字幕表 動画を再生する
Do you recognize this molecule?
This is DNA, or deoxyribonucleic acid.
By the end of this video, you will
be able to identify the key structural features of DNA,
as well as describe the importance
of those features for function.
During this video, we will look at different representations
of the DNA molecule to better view certain details,
but all views represent this same structure.
Inside the cell, you will most commonly
find double- stranded DNA, in which two strands intertwine
to form a double helix.
The most common form of the DNA double helix,
which is what we will discuss here,
is also called B-form DNA.
Now, let's move to a more simplified representation
of DNA to discuss the details.
We can unwind the double helix like this
so that we can see the chemical structure inside.
Each strand is a polynucleotide, meaning
the strand is made up of many individual units called
nucleotides.
A nucleotide has three components: the five-carbon sugar,
a phosphate group, and one
of four possible nitrogenous bases--
adenine, guanine, thymine, and cytosine.
The nitrogenous base is always attached at the
1' carbon of the sugar.
If we count from there, we can see
that there is a phosphate between the 5' carbon
of one sugar and the 3' carbon of the neighboring sugar.

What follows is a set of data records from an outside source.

//! ZQLZ Explain CLI
//!
//! Parses captured Redis explain/profile output and prints the entity tree.
//!
//! # Usage
//!
//! ```bash
//! # FT.EXPLAIN text from a file
//! zqlz-explain --module search --core explain --file plan.txt
//!
//! # FT.PROFILE reply (JSON) from stdin
//! redis-cli --json FT.PROFILE idx SEARCH QUERY hello | zqlz-explain --core profile
//!
//! # Time spent in a GRAPH.PROFILE plan
//! zqlz-explain --module graph --core profile --file plan.txt total-time
//! ```

mod config;

use anyhow::{Context, Result, bail};
use clap::{Parser, Subcommand, ValueEnum};
use config::{DEFAULT_LOG_FILTER, ExplainConfig};
use serde_json::Value;
use std::io::{self, Read};
use std::path::PathBuf;
use tracing_subscriber::EnvFilter;
use zqlz_explain::{
    CoreType, EntityInfo, ModuleType, get_ancestors, get_total_execution_time, parse_output_with,
};

#[derive(Parser, Debug)]
#[command(name = "zqlz-explain")]
#[command(version)]
#[command(about = "Parse Redis search and graph explain/profile output")]
struct Cli {
    #[command(subcommand)]
    command: Option<Command>,

    /// Module that produced the output
    #[arg(long, short, value_enum, default_value = "search", global = true)]
    module: Module,

    /// Command family that produced the output
    #[arg(long, short, value_enum, default_value = "explain", global = true)]
    core: Core,

    /// Input file (reads stdin if not provided)
    #[arg(long, short, global = true)]
    file: Option<PathBuf>,

    /// Pretty-print JSON output
    #[arg(long, global = true)]
    pretty: bool,

    /// Maximum nesting depth accepted by the parsers
    #[arg(long, global = true)]
    max_depth: Option<usize>,

    /// Config file (defaults to <config dir>/zqlz/explain.toml)
    #[arg(long, env = "ZQLZ_EXPLAIN_CONFIG", global = true)]
    config: Option<PathBuf>,

    /// Log filter used when RUST_LOG is not set
    #[arg(long, env = "ZQLZ_EXPLAIN_LOG", global = true)]
    log_filter: Option<String>,
}

#[derive(Subcommand, Debug, Clone, PartialEq, Eq)]
enum Command {
    /// Print the entity tree as JSON (default)
    Tree,

    /// Print the (parent, child) edges from a node up to the root
    Ancestors {
        /// Node id as printed by `tree`
        id: String,
    },

    /// Print the summed execution time of every node, in ms
    TotalTime,
}

#[derive(Debug, Clone, Copy, PartialEq, Eq, ValueEnum)]
enum Module {
    Search,
    Graph,
}

impl From<Module> for ModuleType {
    fn from(module: Module) -> Self {
        match module {
            Module::Search => ModuleType::Search,
            Module::Graph => ModuleType::Graph,
        }
    }
}

#[derive(Debug, Clone, Copy, PartialEq, Eq, ValueEnum)]
enum Core {
    Explain,
    Profile,
}

impl From<Core> for CoreType {
    fn from(core: Core) -> Self {
        match core {
            Core::Explain => CoreType::Explain,
            Core::Profile => CoreType::Profile,
        }
    }
}

fn main() -> Result<()> {
    let cli = Cli::parse();
    let (config, config_file) = ExplainConfig::load(cli.config.as_deref())?;

    let filter = cli.log_filter.as_deref().unwrap_or(&config.log_filter);
    init_logging(filter);
    match &config_file {
        Some(path) => tracing::debug!(path = %path.display(), ?config, "loaded config"),
        None => tracing::debug!("no config file, using defaults"),
    }

    let input = read_input(cli.file.as_ref())?;
    let reply = to_reply(cli.module.into(), cli.core.into(), &input)?;

    let mut options = config.parse_options();
    if let Some(max_depth) = cli.max_depth {
        options = options.with_max_depth(max_depth);
    }

    let tree = parse_output_with(cli.module.into(), cli.core.into(), &reply, &options)
        .context("Failed to parse output")?;
    tracing::info!(nodes = tree.node_count(), depth = tree.depth(), "parsed entity tree");

    let pretty = cli.pretty || config.pretty;
    let output = render(cli.command.unwrap_or(Command::Tree), &tree, pretty)?;
    println!("{output}");
    Ok(())
}

/// Installs a stderr subscriber, RUST_LOG takes precedence over `default_filter`
fn init_logging(default_filter: &str) {
    let env_filter = EnvFilter::try_from_default_env()
        .or_else(|_| EnvFilter::try_new(default_filter))
        .unwrap_or_else(|_| EnvFilter::new(DEFAULT_LOG_FILTER));

    tracing_subscriber::fmt()
        .with_env_filter(env_filter)
        .with_writer(io::stderr)
        .with_target(true)
        .init();
}

fn read_input(file: Option<&PathBuf>) -> Result<String> {
    match file {
        Some(path) => std::fs::read_to_string(path)
            .with_context(|| format!("Failed to read input file: {}", path.display())),
        None => {
            let mut input = String::new();
            io::stdin()
                .read_to_string(&mut input)
                .context("Failed to read stdin")?;
            Ok(input)
        }
    }
}

/// Turns raw input into the reply value `parse_output` expects
///
/// Profile replies must be JSON. Plans may be JSON (a string or a list of
/// lines, as `redis-cli --json` prints them) or plain text.
fn to_reply(module: ModuleType, core: CoreType, input: &str) -> Result<Value> {
    if (module, core) == (ModuleType::Search, CoreType::Profile) {
        return serde_json::from_str(input).context("FT.PROFILE input must be a JSON reply");
    }

    match serde_json::from_str::<Value>(input) {
        Ok(value @ (Value::String(_) | Value::Array(_))) => Ok(value),
        _ => Ok(Value::String(input.to_string())),
    }
}

fn render(command: Command, tree: &EntityInfo, pretty: bool) -> Result<String> {
    let value = match command {
        Command::Tree => serde_json::to_value(tree)?,
        Command::Ancestors { id } => {
            let ancestors = get_ancestors(tree, &id);
            if !ancestors.found {
                bail!("No node with id {id}");
            }
            serde_json::to_value(ancestors.pairs)?
        }
        Command::TotalTime => return Ok(get_total_execution_time(tree).to_string()),
    };

    let output = if pretty {
        serde_json::to_string_pretty(&value)?
    } else {
        serde_json::to_string(&value)?
    };
    Ok(output)
}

The sugar is called deoxyribose because it
is missing a hydroxyl group at the 2' carbon which
is present in ribose.
Because of this, nucleotides in DNA, deoxyribonucleic acid,
are called deoxynucleotides.
Nucleotides attach to each other in the DNA strand
by phosphodiester bonds.
The phosphate group of one nucleotide
binds to the 3' oxygen of the neighboring nucleotide.
Thus, we can see that the sugars and phosphate groups make up
the DNA backbone.
The carbon numbering is key to describing
the directionality of the DNA strand, 5' to 3'.
Looking within the sugars, there is an intrinsic orientation
difference between the two strands.
On the top strand, you can see that the 5' carbon
of each sugar is on the left and the 3' carbon is
on the right.
The opposite is true for the bottom strand.
Reading left to right, that makes
the top strand orientation 5' to 3'
and the bottom strand orientation 3' to 5'.
These strands are also sometimes called Watson and Crick.
Keep in mind that this double-stranded DNA is still
a double helix and we have simplified the representation
by flattening and unwinding the helix here to better see
the atomic structure.
Although the nucleotides come together
through covalent bonds in the backbone,
the two DNA strands interact through non-covalent hydrogen
bonds between the bases.
Each base forms multiple hydrogen bonds
with its complementary base on the opposite strand.
Bound together by hydrogen bonds,
each unit is called a base pair.
The hydrogen bonding contributes to the specificity
of base pairing.
Thymine preferentially pairs with adenine
through two hydrogen bonds and cytosine preferentially pairs
with guanine through three hydrogen bonds.
Thymine and cytosine are called pyrimidines, characterized
by their single ring structure, and adenine and guanine
are called purines, which have double rings.
The geometry of the AT or TA and GC or CG base pairs
is the same, allowing for symmetry and base stacking
in the helix.
This mostly has to do with the distance between the backbones
and the angles to which the bases attach to the backbone.
Other base pairs, like GT, for example,
do not have the same geometry, cannot form strong hydrogen
bonds, and disturb the helix.
The double helix structure of DNA is highly regular.
Each turn of the helix measures approximately ten base pairs.
In addition to the hydrogen bonding between the bases,
the stacking of the bases also stabilizes the double helix
structure.
These pi-pi interactions form when
the aromatic rings of the bases stack
next to each other and share electron probabilities.
The regularity of the helical structure
forms two repeating and alternating
spaces, called the major and minor grooves.
These grooves act as base pair recognition
and binding sites for proteins.
The major groove contains base pair specific information
while the minor groove is largely base pair nonspecific.
This is because of the patterns of hydrogen bond acceptors
and donors that proteins can interact with in the grooves.
In this way, the DNA can be acted upon
in either a sequence specific or non-sequence specific manner,
allowing proteins to position themselves correctly
in the genome to carry out their designated tasks.
This is the DNA double helix, and you've now
learned the structural features that influence its function.
We hope you've enjoyed exploring this amazing molecule with us.